Stored data ->
BEGIN

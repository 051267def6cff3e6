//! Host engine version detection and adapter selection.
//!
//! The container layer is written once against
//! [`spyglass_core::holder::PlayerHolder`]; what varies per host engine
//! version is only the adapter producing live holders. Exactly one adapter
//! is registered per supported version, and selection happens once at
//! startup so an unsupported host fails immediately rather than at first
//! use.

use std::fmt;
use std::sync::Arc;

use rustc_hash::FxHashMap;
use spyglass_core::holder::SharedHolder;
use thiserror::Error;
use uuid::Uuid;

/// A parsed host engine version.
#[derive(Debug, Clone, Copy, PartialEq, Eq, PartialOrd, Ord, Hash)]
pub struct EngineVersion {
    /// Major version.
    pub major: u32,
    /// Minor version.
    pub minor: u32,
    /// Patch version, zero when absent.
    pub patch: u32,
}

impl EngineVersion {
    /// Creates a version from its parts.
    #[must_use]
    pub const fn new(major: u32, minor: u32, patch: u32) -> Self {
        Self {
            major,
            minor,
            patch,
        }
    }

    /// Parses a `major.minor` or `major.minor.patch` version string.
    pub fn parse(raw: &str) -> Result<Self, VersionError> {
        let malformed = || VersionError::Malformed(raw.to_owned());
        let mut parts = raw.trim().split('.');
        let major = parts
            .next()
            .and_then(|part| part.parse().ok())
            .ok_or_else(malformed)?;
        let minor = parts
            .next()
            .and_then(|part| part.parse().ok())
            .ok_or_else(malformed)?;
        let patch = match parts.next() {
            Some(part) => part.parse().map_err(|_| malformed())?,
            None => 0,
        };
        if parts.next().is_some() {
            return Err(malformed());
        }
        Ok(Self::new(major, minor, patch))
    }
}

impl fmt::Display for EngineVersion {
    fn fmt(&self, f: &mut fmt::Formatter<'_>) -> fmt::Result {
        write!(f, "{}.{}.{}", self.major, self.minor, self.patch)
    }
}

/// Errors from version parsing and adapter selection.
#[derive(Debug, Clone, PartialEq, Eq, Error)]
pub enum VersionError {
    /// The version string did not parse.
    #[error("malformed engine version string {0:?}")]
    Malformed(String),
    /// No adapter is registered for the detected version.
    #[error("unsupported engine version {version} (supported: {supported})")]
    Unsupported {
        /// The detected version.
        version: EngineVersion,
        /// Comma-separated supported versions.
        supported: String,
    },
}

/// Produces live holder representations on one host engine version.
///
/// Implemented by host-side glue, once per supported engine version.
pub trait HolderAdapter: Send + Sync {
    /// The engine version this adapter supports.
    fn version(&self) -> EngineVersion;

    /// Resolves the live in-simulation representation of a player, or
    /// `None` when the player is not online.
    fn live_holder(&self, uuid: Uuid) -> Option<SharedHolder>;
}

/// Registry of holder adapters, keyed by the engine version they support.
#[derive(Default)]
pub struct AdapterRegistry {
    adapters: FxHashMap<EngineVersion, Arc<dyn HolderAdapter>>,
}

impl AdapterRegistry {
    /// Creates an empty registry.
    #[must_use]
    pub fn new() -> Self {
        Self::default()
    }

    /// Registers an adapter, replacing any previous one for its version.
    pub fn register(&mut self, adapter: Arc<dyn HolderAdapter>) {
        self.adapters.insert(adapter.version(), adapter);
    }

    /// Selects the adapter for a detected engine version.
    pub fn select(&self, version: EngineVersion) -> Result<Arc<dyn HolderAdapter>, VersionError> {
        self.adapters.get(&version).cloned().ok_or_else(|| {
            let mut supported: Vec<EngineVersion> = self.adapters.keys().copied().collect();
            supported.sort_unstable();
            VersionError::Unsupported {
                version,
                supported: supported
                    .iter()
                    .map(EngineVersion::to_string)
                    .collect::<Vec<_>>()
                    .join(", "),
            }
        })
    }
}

END

Problem to work on -> Every entry must appear in the answer exactly as written.

Output ->
repository 051267def6cff3e6
//! Host engine version detection and adapter selection.
//!
//! The container layer is written once against
//! [`spyglass_core::holder::PlayerHolder`]; what varies per host engine
//! version is only the adapter producing live holders. Exactly one adapter
//! is registered per supported version, and selection happens once at
//! startup so an unsupported host fails immediately rather than at first
//! use.

use std::fmt;
use std::sync::Arc;

use rustc_hash::FxHashMap;
use spyglass_core::holder::SharedHolder;
use thiserror::Error;
use uuid::Uuid;

/// A parsed host engine version.
#[derive(Debug, Clone, Copy, PartialEq, Eq, PartialOrd, Ord, Hash)]
pub struct EngineVersion {
    /// Major version.
    pub major: u32,
    /// Minor version.
    pub minor: u32,
    /// Patch version, zero when absent.
    pub patch: u32,
}

impl EngineVersion {
    /// Creates a version from its parts.
    #[must_use]
    pub const fn new(major: u32, minor: u32, patch: u32) -> Self {
        Self {
            major,
            minor,
            patch,
        }
    }

    /// Parses a `major.minor` or `major.minor.patch` version string.
    pub fn parse(raw: &str) -> Result<Self, VersionError> {
        let malformed = || VersionError::Malformed(raw.to_owned());
        let mut parts = raw.trim().split('.');
        let major = parts
            .next()
            .and_then(|part| part.parse().ok())
            .ok_or_else(malformed)?;
        let minor = parts
            .next()
            .and_then(|part| part.parse().ok())
            .ok_or_else(malformed)?;
        let patch = match parts.next() {
            Some(part) => part.parse().map_err(|_| malformed())?,
            None => 0,
        };
        if parts.next().is_some() {
            return Err(malformed());
        }
        Ok(Self::new(major, minor, patch))
    }
}

impl fmt::Display for EngineVersion {
    fn fmt(&self, f: &mut fmt::Formatter<'_>) -> fmt::Result {
        write!(f, "{}.{}.{}", self.major, self.minor, self.patch)
    }
}

/// Errors from version parsing and adapter selection.
#[derive(Debug, Clone, PartialEq, Eq, Error)]
pub enum VersionError {
    /// The version string did not parse.
    #[error("malformed engine version string {0:?}")]
    Malformed(String),
    /// No adapter is registered for the detected version.
    #[error("unsupported engine version {version} (supported: {supported})")]
    Unsupported {
        /// The detected version.
        version: EngineVersion,
        /// Comma-separated supported versions.
        supported: String,
    },
}

/// Produces live holder representations on one host engine version.
///
/// Implemented by host-side glue, once per supported engine version.
pub trait HolderAdapter: Send + Sync {
    /// The engine version this adapter supports.
    fn version(&self) -> EngineVersion;

    /// Resolves the live in-simulation representation of a player, or
    /// `None` when the player is not online.
    fn live_holder(&self, uuid: Uuid) -> Option<SharedHolder>;
}

/// Registry of holder adapters, keyed by the engine version they support.
#[derive(Default)]
pub struct AdapterRegistry {
    adapters: FxHashMap<EngineVersion, Arc<dyn HolderAdapter>>,
}

impl AdapterRegistry {
    /// Creates an empty registry.
    #[must_use]
    pub fn new() -> Self {
        Self::default()
    }

    /// Registers an adapter, replacing any previous one for its version.
    pub fn register(&mut self, adapter: Arc<dyn HolderAdapter>) {
        self.adapters.insert(adapter.version(), adapter);
    }

    /// Selects the adapter for a detected engine version.
    pub fn select(&self, version: EngineVersion) -> Result<Arc<dyn HolderAdapter>, VersionError> {
        self.adapters.get(&version).cloned().ok_or_else(|| {
            let mut supported: Vec<EngineVersion> = self.adapters.keys().copied().collect();
            supported.sort_unstable();
            VersionError::Unsupported {
                version,
                supported: supported
                    .iter()
                    .map(EngineVersion::to_string)
                    .collect::<Vec<_>>()
                    .join(", "),
            }
        })
    }
}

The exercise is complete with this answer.